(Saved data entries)
-------
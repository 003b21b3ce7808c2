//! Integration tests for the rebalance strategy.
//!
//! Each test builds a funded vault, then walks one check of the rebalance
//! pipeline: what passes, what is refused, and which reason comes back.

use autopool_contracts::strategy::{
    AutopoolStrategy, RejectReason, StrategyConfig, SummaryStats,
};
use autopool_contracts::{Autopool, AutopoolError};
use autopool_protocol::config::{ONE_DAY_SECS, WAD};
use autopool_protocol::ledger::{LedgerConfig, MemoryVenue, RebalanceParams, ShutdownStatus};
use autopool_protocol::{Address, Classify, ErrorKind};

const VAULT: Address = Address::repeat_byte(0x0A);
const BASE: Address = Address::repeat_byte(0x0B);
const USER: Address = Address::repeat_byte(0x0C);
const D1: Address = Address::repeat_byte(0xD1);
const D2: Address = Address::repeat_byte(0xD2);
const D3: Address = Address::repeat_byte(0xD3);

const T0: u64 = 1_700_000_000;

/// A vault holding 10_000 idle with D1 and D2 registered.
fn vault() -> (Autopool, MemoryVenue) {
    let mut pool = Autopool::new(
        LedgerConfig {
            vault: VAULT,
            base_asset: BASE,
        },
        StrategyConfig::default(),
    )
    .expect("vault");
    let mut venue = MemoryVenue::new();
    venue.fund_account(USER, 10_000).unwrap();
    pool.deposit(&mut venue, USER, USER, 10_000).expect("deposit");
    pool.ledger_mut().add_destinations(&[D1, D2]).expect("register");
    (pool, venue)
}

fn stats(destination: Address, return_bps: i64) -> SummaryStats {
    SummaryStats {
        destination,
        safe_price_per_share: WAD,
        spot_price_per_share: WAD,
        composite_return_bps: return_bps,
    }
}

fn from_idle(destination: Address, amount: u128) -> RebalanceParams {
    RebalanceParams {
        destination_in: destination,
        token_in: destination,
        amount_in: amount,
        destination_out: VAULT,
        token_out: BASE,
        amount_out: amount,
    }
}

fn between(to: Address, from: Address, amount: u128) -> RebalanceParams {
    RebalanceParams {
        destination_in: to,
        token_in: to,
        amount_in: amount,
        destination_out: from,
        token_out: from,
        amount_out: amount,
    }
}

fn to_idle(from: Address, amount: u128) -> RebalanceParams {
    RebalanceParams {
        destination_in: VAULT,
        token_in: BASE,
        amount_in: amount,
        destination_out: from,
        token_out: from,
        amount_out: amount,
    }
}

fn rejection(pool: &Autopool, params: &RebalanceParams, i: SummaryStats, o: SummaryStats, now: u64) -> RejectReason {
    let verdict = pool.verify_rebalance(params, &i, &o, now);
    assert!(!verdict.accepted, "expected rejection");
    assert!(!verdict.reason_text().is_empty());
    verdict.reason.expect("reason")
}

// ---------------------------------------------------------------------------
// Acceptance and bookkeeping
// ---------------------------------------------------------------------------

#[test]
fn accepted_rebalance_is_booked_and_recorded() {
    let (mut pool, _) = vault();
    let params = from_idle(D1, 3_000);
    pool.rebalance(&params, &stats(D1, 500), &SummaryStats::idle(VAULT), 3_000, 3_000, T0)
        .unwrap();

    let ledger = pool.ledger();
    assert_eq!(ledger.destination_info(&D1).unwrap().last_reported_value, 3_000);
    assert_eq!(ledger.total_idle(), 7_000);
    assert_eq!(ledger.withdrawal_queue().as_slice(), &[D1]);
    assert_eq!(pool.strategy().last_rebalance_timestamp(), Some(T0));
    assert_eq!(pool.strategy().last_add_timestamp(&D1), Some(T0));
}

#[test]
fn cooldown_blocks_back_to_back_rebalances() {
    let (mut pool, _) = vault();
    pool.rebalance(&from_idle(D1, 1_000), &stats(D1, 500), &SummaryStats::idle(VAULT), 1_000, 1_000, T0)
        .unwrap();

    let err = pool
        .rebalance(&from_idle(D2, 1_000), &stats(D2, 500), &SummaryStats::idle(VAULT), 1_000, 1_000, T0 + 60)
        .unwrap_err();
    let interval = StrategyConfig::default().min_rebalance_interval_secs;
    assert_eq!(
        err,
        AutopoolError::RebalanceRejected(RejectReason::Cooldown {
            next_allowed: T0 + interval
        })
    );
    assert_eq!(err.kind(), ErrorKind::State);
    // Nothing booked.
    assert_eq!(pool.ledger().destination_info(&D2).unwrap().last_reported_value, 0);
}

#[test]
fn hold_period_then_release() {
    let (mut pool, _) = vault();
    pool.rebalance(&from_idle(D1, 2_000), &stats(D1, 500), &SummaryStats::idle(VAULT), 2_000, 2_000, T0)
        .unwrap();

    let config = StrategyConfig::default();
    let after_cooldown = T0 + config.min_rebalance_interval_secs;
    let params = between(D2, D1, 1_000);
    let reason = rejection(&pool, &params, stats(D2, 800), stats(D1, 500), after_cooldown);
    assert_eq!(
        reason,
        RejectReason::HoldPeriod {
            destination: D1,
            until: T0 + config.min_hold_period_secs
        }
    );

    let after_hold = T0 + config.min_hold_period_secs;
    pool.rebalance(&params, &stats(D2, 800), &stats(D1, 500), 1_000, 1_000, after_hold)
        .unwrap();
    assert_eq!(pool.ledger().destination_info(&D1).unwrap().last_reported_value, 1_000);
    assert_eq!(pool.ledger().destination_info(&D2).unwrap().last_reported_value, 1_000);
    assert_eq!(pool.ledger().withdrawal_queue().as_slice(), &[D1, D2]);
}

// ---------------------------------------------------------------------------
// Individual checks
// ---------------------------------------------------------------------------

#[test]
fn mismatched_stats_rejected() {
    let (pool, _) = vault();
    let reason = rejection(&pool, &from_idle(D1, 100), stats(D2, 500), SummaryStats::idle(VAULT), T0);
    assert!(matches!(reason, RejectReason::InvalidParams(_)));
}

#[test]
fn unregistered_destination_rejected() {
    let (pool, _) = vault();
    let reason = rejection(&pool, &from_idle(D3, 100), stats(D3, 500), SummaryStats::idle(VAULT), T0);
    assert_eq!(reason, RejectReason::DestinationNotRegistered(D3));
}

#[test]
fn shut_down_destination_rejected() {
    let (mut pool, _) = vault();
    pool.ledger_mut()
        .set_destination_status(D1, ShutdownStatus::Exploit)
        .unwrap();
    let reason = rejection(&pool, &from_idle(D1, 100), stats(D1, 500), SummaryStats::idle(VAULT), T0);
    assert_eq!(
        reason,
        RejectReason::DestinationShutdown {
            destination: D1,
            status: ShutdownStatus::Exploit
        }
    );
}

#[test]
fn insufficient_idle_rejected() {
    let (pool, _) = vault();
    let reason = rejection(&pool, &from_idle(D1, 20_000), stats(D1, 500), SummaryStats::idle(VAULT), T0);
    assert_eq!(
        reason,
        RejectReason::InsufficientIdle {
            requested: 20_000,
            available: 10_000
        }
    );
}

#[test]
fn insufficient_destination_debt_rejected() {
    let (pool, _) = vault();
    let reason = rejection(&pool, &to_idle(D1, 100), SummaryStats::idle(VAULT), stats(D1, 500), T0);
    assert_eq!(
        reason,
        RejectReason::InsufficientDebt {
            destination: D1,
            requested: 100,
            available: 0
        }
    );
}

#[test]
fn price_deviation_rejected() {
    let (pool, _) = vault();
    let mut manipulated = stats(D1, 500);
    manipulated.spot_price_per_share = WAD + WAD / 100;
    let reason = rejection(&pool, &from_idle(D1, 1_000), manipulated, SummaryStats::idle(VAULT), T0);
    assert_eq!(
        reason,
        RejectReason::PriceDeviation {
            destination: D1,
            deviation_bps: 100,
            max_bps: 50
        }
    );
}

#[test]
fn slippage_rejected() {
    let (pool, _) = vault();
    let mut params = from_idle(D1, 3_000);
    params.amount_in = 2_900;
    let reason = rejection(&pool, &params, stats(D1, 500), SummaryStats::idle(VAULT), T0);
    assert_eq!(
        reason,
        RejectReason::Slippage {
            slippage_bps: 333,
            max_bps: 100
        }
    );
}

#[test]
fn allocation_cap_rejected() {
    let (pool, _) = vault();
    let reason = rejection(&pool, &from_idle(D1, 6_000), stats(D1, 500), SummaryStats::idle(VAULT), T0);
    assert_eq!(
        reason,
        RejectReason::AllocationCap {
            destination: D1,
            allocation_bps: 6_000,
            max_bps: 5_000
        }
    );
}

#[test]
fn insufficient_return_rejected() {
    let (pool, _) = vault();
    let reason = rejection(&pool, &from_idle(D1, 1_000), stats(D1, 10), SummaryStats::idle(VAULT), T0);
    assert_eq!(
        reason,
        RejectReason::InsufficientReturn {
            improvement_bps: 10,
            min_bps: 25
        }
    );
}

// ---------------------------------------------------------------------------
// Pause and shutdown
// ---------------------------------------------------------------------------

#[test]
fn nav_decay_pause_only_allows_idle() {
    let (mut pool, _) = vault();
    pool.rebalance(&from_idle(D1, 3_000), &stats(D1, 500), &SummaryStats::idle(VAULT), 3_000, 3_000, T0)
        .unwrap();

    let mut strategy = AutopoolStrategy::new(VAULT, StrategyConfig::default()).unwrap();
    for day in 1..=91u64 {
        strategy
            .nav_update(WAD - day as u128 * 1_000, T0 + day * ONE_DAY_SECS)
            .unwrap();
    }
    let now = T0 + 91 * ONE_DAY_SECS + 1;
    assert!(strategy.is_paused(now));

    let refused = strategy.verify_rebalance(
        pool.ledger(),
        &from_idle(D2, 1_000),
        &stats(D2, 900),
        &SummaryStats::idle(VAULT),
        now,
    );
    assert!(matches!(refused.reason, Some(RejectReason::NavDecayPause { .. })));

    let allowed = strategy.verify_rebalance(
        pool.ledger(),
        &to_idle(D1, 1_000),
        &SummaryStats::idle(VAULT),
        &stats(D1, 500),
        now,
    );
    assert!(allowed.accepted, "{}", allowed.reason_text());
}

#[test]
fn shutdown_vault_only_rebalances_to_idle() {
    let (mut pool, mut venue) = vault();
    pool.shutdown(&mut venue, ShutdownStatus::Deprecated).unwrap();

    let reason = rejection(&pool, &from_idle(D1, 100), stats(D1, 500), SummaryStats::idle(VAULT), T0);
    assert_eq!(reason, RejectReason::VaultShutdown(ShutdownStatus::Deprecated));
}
-------
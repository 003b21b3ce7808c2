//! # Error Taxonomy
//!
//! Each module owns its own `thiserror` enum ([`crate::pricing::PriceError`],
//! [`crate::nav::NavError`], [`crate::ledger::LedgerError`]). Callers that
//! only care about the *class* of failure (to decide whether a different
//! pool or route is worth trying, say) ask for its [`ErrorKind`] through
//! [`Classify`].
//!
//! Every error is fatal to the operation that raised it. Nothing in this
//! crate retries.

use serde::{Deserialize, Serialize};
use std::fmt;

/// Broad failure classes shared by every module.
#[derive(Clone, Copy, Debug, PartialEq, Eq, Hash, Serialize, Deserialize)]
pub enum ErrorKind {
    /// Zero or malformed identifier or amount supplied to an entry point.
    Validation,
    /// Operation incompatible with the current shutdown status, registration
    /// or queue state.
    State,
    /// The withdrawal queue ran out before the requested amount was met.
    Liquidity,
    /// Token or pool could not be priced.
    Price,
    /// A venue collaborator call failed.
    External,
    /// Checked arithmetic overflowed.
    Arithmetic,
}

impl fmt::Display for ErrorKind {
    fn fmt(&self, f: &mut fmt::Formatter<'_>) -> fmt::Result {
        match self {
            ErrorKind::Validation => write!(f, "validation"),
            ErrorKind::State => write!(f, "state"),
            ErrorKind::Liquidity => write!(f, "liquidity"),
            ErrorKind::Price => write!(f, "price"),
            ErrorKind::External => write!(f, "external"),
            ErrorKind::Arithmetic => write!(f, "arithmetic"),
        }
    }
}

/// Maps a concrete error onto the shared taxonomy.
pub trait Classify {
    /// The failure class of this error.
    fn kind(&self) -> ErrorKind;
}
-------
#### [What to work on]
Scan the data above for the word "Each" and report every line where it is found.

#### [Answer below]
//! Each test builds a funded vault, then walks one check of the rebalance
//! Each module owns its own `thiserror` enum ([`crate::pricing::PriceError`],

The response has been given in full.